▸ Extracted records
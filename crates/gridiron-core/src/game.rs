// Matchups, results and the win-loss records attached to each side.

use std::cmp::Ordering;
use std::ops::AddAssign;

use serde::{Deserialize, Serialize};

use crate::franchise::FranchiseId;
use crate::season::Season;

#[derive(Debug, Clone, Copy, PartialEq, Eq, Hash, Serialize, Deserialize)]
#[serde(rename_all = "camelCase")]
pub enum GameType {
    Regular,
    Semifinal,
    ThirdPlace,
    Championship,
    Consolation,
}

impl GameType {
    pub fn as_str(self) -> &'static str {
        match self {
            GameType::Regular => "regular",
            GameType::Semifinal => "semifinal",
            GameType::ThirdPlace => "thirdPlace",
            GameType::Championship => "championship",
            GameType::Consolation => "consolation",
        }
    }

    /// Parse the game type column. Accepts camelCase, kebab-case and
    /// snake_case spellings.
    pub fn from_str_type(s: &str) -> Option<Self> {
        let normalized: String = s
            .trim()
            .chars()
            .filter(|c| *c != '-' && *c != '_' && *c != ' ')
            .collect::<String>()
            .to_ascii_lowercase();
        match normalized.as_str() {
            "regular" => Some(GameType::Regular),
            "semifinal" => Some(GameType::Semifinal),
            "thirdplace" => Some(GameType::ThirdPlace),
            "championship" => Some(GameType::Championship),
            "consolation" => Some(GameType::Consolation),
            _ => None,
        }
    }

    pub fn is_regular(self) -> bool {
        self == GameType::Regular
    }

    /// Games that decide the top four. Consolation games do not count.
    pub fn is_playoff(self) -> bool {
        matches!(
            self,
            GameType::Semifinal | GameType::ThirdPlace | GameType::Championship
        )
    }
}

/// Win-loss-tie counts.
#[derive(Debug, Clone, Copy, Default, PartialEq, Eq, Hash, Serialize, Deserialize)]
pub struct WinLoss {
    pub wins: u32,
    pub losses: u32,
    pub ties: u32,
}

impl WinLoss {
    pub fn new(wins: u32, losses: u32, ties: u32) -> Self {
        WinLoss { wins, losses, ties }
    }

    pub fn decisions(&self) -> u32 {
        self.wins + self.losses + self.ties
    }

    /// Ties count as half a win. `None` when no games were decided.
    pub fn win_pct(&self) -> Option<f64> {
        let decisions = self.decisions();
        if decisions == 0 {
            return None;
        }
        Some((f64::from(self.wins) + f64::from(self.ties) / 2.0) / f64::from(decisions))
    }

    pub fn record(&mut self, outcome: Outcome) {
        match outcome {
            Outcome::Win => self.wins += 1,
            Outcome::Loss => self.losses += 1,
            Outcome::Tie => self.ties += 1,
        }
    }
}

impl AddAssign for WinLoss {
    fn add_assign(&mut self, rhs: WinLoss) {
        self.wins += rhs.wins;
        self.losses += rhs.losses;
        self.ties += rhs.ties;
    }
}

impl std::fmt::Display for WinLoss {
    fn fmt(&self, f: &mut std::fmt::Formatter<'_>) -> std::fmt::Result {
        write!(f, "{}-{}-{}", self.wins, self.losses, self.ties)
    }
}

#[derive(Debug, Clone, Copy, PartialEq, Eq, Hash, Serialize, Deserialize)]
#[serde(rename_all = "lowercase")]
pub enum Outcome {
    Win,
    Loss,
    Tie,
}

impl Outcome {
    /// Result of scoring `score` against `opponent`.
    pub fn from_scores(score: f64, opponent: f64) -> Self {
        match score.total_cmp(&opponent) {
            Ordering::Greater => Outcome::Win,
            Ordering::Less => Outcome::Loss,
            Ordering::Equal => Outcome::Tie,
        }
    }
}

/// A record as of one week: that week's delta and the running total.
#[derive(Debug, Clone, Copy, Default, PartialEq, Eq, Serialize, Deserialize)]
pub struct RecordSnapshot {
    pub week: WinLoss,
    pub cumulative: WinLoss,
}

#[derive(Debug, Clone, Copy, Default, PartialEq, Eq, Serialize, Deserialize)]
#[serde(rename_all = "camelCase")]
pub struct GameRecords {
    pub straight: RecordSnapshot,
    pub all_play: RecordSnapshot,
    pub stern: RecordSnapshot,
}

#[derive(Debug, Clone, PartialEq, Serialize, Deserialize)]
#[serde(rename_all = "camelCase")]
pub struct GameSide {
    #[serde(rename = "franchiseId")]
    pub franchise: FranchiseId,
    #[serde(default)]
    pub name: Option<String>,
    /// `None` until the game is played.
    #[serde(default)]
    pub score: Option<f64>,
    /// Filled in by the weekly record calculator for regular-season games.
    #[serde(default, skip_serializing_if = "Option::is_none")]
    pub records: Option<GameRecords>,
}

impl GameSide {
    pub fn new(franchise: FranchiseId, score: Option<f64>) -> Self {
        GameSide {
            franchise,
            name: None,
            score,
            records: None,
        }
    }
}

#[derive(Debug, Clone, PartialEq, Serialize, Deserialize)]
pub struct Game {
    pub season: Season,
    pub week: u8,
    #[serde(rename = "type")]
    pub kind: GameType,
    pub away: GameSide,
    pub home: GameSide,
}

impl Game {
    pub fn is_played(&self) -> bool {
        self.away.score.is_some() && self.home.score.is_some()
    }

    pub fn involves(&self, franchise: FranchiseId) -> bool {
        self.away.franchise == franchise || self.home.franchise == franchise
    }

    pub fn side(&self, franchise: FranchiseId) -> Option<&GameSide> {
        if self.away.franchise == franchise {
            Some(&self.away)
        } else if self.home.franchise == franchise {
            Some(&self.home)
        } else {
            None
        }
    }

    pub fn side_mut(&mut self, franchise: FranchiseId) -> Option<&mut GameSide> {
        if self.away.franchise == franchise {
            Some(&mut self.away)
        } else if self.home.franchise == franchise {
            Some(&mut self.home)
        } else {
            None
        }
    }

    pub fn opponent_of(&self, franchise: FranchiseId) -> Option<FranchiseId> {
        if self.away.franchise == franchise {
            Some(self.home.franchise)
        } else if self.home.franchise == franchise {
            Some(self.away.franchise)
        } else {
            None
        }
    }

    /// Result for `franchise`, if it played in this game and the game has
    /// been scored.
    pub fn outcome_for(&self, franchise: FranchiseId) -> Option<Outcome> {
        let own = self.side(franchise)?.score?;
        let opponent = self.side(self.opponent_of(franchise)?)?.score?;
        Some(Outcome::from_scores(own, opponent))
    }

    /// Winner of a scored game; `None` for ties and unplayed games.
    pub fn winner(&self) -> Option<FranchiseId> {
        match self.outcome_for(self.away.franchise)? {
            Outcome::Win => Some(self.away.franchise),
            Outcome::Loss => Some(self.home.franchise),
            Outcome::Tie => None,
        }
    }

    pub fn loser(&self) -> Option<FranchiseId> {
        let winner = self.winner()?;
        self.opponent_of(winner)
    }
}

▸ Directions for this task
Your task is to count the lines of the records that contain "struct". Answer with only that number.

▸ Written response
5